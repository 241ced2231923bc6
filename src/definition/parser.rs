//! Row-stream state machine: header rows open blocks, data rows become
//! counters, blank rows close blocks.
use super::factory::CounterFactory;
use super::{DefinitionError, ParsedDefinition};
use crate::counter::{Counter, RepeatKind, RepeatPolicy};
use crate::tabular;
use crate::template::Template;
use once_cell::sync::Lazy;
use regex::Regex;

pub const END_BOX: &str = "ENDBOX";
pub const END_ROW: &str = "ENDROW";

static REPEAT_COUNT: Lazy<Regex> = Lazy::new(|| Regex::new(r"^(-?[0-9]+)(\+{0,3})$").unwrap());

#[derive(Debug, Clone, PartialEq, Eq)]
pub enum ParserState {
    AwaitingHeader,
    InBlock(CounterFactory),
}

/// What the first cell of a row inside a block asks for.
#[derive(Debug, Clone, PartialEq, Eq)]
pub enum Directive {
    EndBox,
    EndRow,
    Repeat(RepeatPolicy),
    /// Not a count: the row opens a new block
    Header,
}

/// Interpret the first cell of a row inside a block. An empty cell means
/// one exact copy.
pub fn parse_directive(cell: &str) -> Result<Directive, String> {
    let cell = cell.trim();
    match cell {
        END_BOX => return Ok(Directive::EndBox),
        END_ROW => return Ok(Directive::EndRow),
        "" => return Ok(Directive::Repeat(RepeatPolicy::exact(1))),
        _ => {}
    }
    let Some(caps) = REPEAT_COUNT.captures(cell) else {
        return Ok(Directive::Header);
    };
    let count: i64 = caps[1].parse().map_err(|_| cell.to_string())?;
    let kind = match caps[2].len() {
        0 => RepeatKind::Exact,
        1 => RepeatKind::MinFillRow,
        2 => RepeatKind::MinFillBox,
        _ => RepeatKind::MinFillSheet,
    };
    Ok(Directive::Repeat(RepeatPolicy::new(kind, count)))
}

pub struct DefinitionParser<'t> {
    template: &'t Template,
    state: ParserState,
    counters: Vec<Counter>,
    has_back: bool,
    row_number: usize,
}

impl<'t> DefinitionParser<'t> {
    pub fn new(template: &'t Template) -> Self {
        DefinitionParser {
            template,
            state: ParserState::AwaitingHeader,
            counters: Vec::new(),
            has_back: false,
            row_number: 0,
        }
    }

    pub fn state(&self) -> &ParserState {
        &self.state
    }

    pub fn counters(&self) -> &[Counter] {
        &self.counters
    }

    pub fn parse_row(&mut self, row: &[String]) -> Result<(), DefinitionError> {
        self.row_number += 1;
        if tabular::is_blank(row) {
            if matches!(self.state, ParserState::InBlock(_)) {
                log::debug!("row {}: blank, block closed", self.row_number);
            }
            self.state = ParserState::AwaitingHeader;
            return Ok(());
        }

        let directive = match &self.state {
            ParserState::AwaitingHeader => Directive::Header,
            ParserState::InBlock(_) => {
                parse_directive(tabular::cell(row, 0).unwrap_or("")).map_err(|cell| {
                    DefinitionError::RepeatCountOutOfRange {
                        row: self.row_number,
                        cell,
                    }
                })?
            }
        };

        match directive {
            Directive::Header => self.open_block(row),
            Directive::EndBox => match self.counters.last_mut() {
                Some(previous) => previous.end_box = true,
                None => log::debug!("row {}: {} before any counter", self.row_number, END_BOX),
            },
            Directive::EndRow => match self.counters.last_mut() {
                Some(previous) => previous.end_row = true,
                None => log::debug!("row {}: {} before any counter", self.row_number, END_ROW),
            },
            Directive::Repeat(policy) => self.add_counter(policy, row),
        }
        Ok(())
    }

    pub fn parse<I, R>(&mut self, rows: I) -> Result<(), DefinitionError>
    where
        I: IntoIterator<Item = R>,
        R: AsRef<[String]>,
    {
        for row in rows {
            self.parse_row(row.as_ref())?;
        }
        Ok(())
    }

    pub fn finish(self) -> ParsedDefinition {
        ParsedDefinition {
            counters: self.counters,
            has_back: self.has_back,
        }
    }

    fn open_block(&mut self, row: &[String]) {
        let factory = CounterFactory::from_header_row(row);
        log::debug!(
            "row {}: header with {} columns",
            self.row_number,
            factory.headers().len()
        );
        self.state = ParserState::InBlock(factory);
    }

    fn add_counter(&mut self, policy: RepeatPolicy, row: &[String]) {
        let ParserState::InBlock(factory) = &mut self.state else {
            return;
        };
        let mut counter = factory.create_counter(policy, row, self.row_number, self.template);
        self.has_back |= factory.has_back();
        // A back made only by copy-to-back columns is not a real back side
        if counter.has_back {
            if let (Some(id), Some(back)) = (counter.id.clone(), counter.back.as_mut()) {
                if back.id.is_none() {
                    back.id = Some(format!("{}_back", id));
                }
            }
        }
        log::trace!(
            "row {}: counter {:?} x{}",
            self.row_number,
            counter.id,
            counter.repeat.count()
        );
        self.counters.push(counter);
    }
}

#[cfg(test)]
mod tests {
    use super::*;

    #[test]
    fn test_directives() {
        assert_eq!(parse_directive("ENDBOX"), Ok(Directive::EndBox));
        assert_eq!(parse_directive(" ENDROW "), Ok(Directive::EndRow));
        assert_eq!(parse_directive(""), Ok(Directive::Repeat(RepeatPolicy::exact(1))));
        assert_eq!(parse_directive("3"), Ok(Directive::Repeat(RepeatPolicy::exact(3))));
        assert_eq!(
            parse_directive("2+"),
            Ok(Directive::Repeat(RepeatPolicy::new(RepeatKind::MinFillRow, 2)))
        );
        assert_eq!(
            parse_directive("2++"),
            Ok(Directive::Repeat(RepeatPolicy::new(RepeatKind::MinFillBox, 2)))
        );
        assert_eq!(
            parse_directive("0+++"),
            Ok(Directive::Repeat(RepeatPolicy::new(RepeatKind::MinFillSheet, 0)))
        );
        assert_eq!(parse_directive("-1"), Ok(Directive::Repeat(RepeatPolicy::exact(-1))));
    }

    #[test]
    fn test_non_counts_are_headers() {
        for cell in ["name", "1x", "+", "2++++", "1.5", "frame>", "١", "٣+", "１２"] {
            assert_eq!(parse_directive(cell), Ok(Directive::Header), "{}", cell);
        }
    }

    #[test]
    fn test_overflowing_count_is_an_error() {
        assert_eq!(
            parse_directive("99999999999999999999+"),
            Err("99999999999999999999+".to_string())
        );
    }

    #[test]
    fn test_blank_row_resets_state() {
        let template = Template::default();
        let mut parser = DefinitionParser::new(&template);
        parser.parse_row(&["".into(), "a".into()]).unwrap();
        assert!(matches!(parser.state(), ParserState::InBlock(_)));
        parser.parse_row(&[]).unwrap();
        assert_eq!(parser.state(), &ParserState::AwaitingHeader);
    }
}
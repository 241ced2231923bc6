//! Crate-level error.
use crate::definition::DefinitionError;
use crate::layout::LayoutError;
use crate::template::TemplateError;
use std::path::PathBuf;

#[derive(Debug, thiserror::Error)]
pub enum Error {
    #[error(transparent)]
    Template(#[from] TemplateError),

    #[error(transparent)]
    Definition(#[from] DefinitionError),

    #[error(transparent)]
    Layout(#[from] LayoutError),

    #[error("configuration error: {0}")]
    Config(#[from] crate::config::ConfigError),

    #[error("cannot find {name}, looked in: {}", display_paths(.searched))]
    DataFileNotFound { name: String, searched: Vec<PathBuf> },

    #[error("cannot read {path}: {source}")]
    Io {
        path: PathBuf,
        source: std::io::Error,
    },

    #[error("cannot write output: {0}")]
    Json(#[from] serde_json::Error),

    #[error("cannot write output: {0}")]
    Yaml(#[from] serde_yaml::Error),
}

fn display_paths(paths: &[PathBuf]) -> String {
    paths
        .iter()
        .map(|p| p.display().to_string())
        .collect::<Vec<_>>()
        .join(", ")
}

pub type Result<T> = std::result::Result<T, Error>;
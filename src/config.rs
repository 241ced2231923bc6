//! Configuration loader.
//!
//! `defaults/countersheet.default.toml` is embedded into the crate so the
//! documented defaults and runtime behavior stay in sync. Callers layer
//! user files and single-key overrides on top via [`Loader`] before
//! deserializing into [`CounterSheetConfig`].

use crate::layout::LayoutSettings;
use config::builder::DefaultState;
use config::{Config, ConfigBuilder, File, FileFormat, ValueKind};
use serde::{Deserialize, Serialize};
use std::path::Path;

pub use config::ConfigError;

const DEFAULT_TOML: &str = include_str!("../defaults/countersheet.default.toml");

#[derive(Debug, Clone, PartialEq, Deserialize)]
pub struct CounterSheetConfig {
    pub layout: LayoutConfig,
    pub export: ExportConfig,
    pub output: OutputConfig,
}

#[derive(Debug, Clone, PartialEq, Deserialize)]
pub struct LayoutConfig {
    pub box_margin: f64,
    pub spacing: f64,
    pub registration_marks_len: f64,
    pub one_sided: bool,
    pub front_rotation: f64,
    pub back_rotation: f64,
}

impl LayoutConfig {
    /// Engine settings for a document `sheet_width` wide.
    pub fn settings(&self, sheet_width: f64) -> LayoutSettings {
        LayoutSettings {
            box_margin: self.box_margin,
            spacing: self.spacing,
            registration_marks_len: self.registration_marks_len,
            one_sided: self.one_sided,
            front_rotation: self.front_rotation,
            back_rotation: self.back_rotation,
            sheet_width,
        }
    }
}

/// Raster export of counters with an id. The export itself is done by
/// the rendering layer; these travel along with the layout plan.
#[derive(Debug, Clone, PartialEq, Serialize, Deserialize)]
pub struct ExportConfig {
    pub bitmap_width: u32,
    pub bitmap_height: u32,
    pub bitmap_prefix: String,
}

#[derive(Debug, Clone, PartialEq, Deserialize)]
pub struct OutputConfig {
    pub format: OutputFormat,
    pub pretty: bool,
}

#[derive(Debug, Clone, Copy, PartialEq, Eq, Deserialize)]
#[serde(rename_all = "kebab-case")]
pub enum OutputFormat {
    Json,
    Yaml,
}

/// Helper for layering user overrides over the built-in defaults.
#[derive(Debug, Clone)]
pub struct Loader {
    builder: ConfigBuilder<DefaultState>,
}

impl Loader {
    /// Start a loader seeded with the embedded defaults.
    pub fn new() -> Self {
        let builder = Config::builder().add_source(File::from_str(DEFAULT_TOML, FileFormat::Toml));
        Self { builder }
    }

    /// Layer a configuration file. Missing files trigger an error.
    pub fn with_file(mut self, path: impl AsRef<Path>) -> Self {
        let source = File::from(path.as_ref())
            .format(FileFormat::Toml)
            .required(true);
        self.builder = self.builder.add_source(source);
        self
    }

    /// Layer an optional configuration file (ignored if the file is absent).
    pub fn with_optional_file(mut self, path: impl AsRef<Path>) -> Self {
        let source = File::from(path.as_ref())
            .format(FileFormat::Toml)
            .required(false);
        self.builder = self.builder.add_source(source);
        self
    }

    /// Apply a single key/value override (CLI flags).
    pub fn set_override<I>(mut self, key: &str, value: I) -> Result<Self, ConfigError>
    where
        I: Into<ValueKind>,
    {
        self.builder = self.builder.set_override(key, value)?;
        Ok(self)
    }

    pub fn build(self) -> Result<CounterSheetConfig, ConfigError> {
        self.builder.build()?.try_deserialize()
    }
}

impl Default for Loader {
    fn default() -> Self {
        Self::new()
    }
}

pub fn load_defaults() -> Result<CounterSheetConfig, ConfigError> {
    Loader::new().build()
}
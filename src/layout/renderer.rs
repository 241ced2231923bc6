//! The document renderer seam: the engine hands each placement to a
//! [`Renderer`] and only learns the footprint it reports back.
use super::geometry::Size;
use super::plan::Side;
use crate::counter::Counter;
use crate::definition::header::WITHOUT_RECTANGLE_MARKER;
use crate::template::Template;

#[derive(Debug, Clone, PartialEq, thiserror::Error)]
pub enum RenderError {
    #[error("row {row}: template has no part named {part:?}")]
    MissingPart { part: String, row: usize },

    #[error("renderer failed: {0}")]
    Failed(String),
}

#[derive(Debug, Clone, Copy)]
pub struct PlacementRequest<'c> {
    pub counter: &'c Counter,
    pub side: Side,
    pub x: f64,
    pub y: f64,
    /// Degrees, counter-clockwise
    pub rotation: f64,
}

pub trait Renderer {
    /// Put `request.counter` at the requested position and report its
    /// footprint after rotation.
    fn place(&mut self, request: &PlacementRequest<'_>) -> Result<Size, RenderError>;
}

/// Measures counters from the part rectangles of a [`Template`] without
/// drawing anything. A counter is as wide and as tall as its largest part.
#[derive(Debug, Clone, Copy)]
pub struct GeometryRenderer<'t> {
    template: &'t Template,
}

impl<'t> GeometryRenderer<'t> {
    pub fn new(template: &'t Template) -> Self {
        GeometryRenderer { template }
    }

    pub fn measure(&self, counter: &Counter) -> Result<Size, RenderError> {
        let mut size = Size::default();
        for part in &counter.parts {
            let name = part.strip_prefix(WITHOUT_RECTANGLE_MARKER).unwrap_or(part);
            if name.is_empty() {
                continue;
            }
            let found = self.template.part(name).ok_or_else(|| RenderError::MissingPart {
                part: name.to_string(),
                row: counter.row,
            })?;
            size.width = size.width.max(found.rect.w);
            size.height = size.height.max(found.rect.h);
        }
        Ok(size)
    }
}

impl Renderer for GeometryRenderer<'_> {
    fn place(&mut self, request: &PlacementRequest<'_>) -> Result<Size, RenderError> {
        Ok(self.measure(request.counter)?.rotated(request.rotation))
    }
}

··········

ACTION ITEM> Whenever a line of the data above holds the word "inside", it counts once; report the total number of such lines and nothing more.

REPLY TO THE TASK> 2